**Work to complete**
Scan the entries for the word "parsing" and return every line that has it.

[[ The data open ]]

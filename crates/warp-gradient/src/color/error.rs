//! Error type for parsing hex color strings

use std::fmt;
use std::num::ParseIntError;

/// Error type for parsing hex color strings.
///
/// Returned when parsing a hex color string fails, either due to
/// invalid length or invalid hexadecimal characters.
#[derive(Debug, Clone, PartialEq)]
pub enum ParseColorError {
    /// Hex string has invalid length (must be 3 or 6 characters after stripping '#')
    InvalidLength,
    /// Invalid hexadecimal character encountered
    InvalidHex(ParseIntError),
}

impl From<ParseIntError> for ParseColorError {
    fn from(err: ParseIntError) -> Self {
        ParseColorError::InvalidHex(err)
    }
}

impl fmt::Display for ParseColorError {
    fn fmt(&self, f: &mut fmt::Formatter<'_>) -> fmt::Result {
        match self {
            ParseColorError::InvalidLength => {
                write!(f, "invalid hex color length (expected 3 or 6 characters)")
            }
            ParseColorError::InvalidHex(err) => {
                write!(f, "invalid hex character: {}", err)
            }
        }
    }
}

impl std::error::Error for ParseColorError {
    fn source(&self) -> Option<&(dyn std::error::Error + 'static)> {
        match self {
            ParseColorError::InvalidHex(err) => Some(err),
            _ => None,
        }
    }
}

[[ The data closed ]]

**Output**
//! Error type for parsing hex color strings
/// Error type for parsing hex color strings.
/// Returned when parsing a hex color string fails, either due to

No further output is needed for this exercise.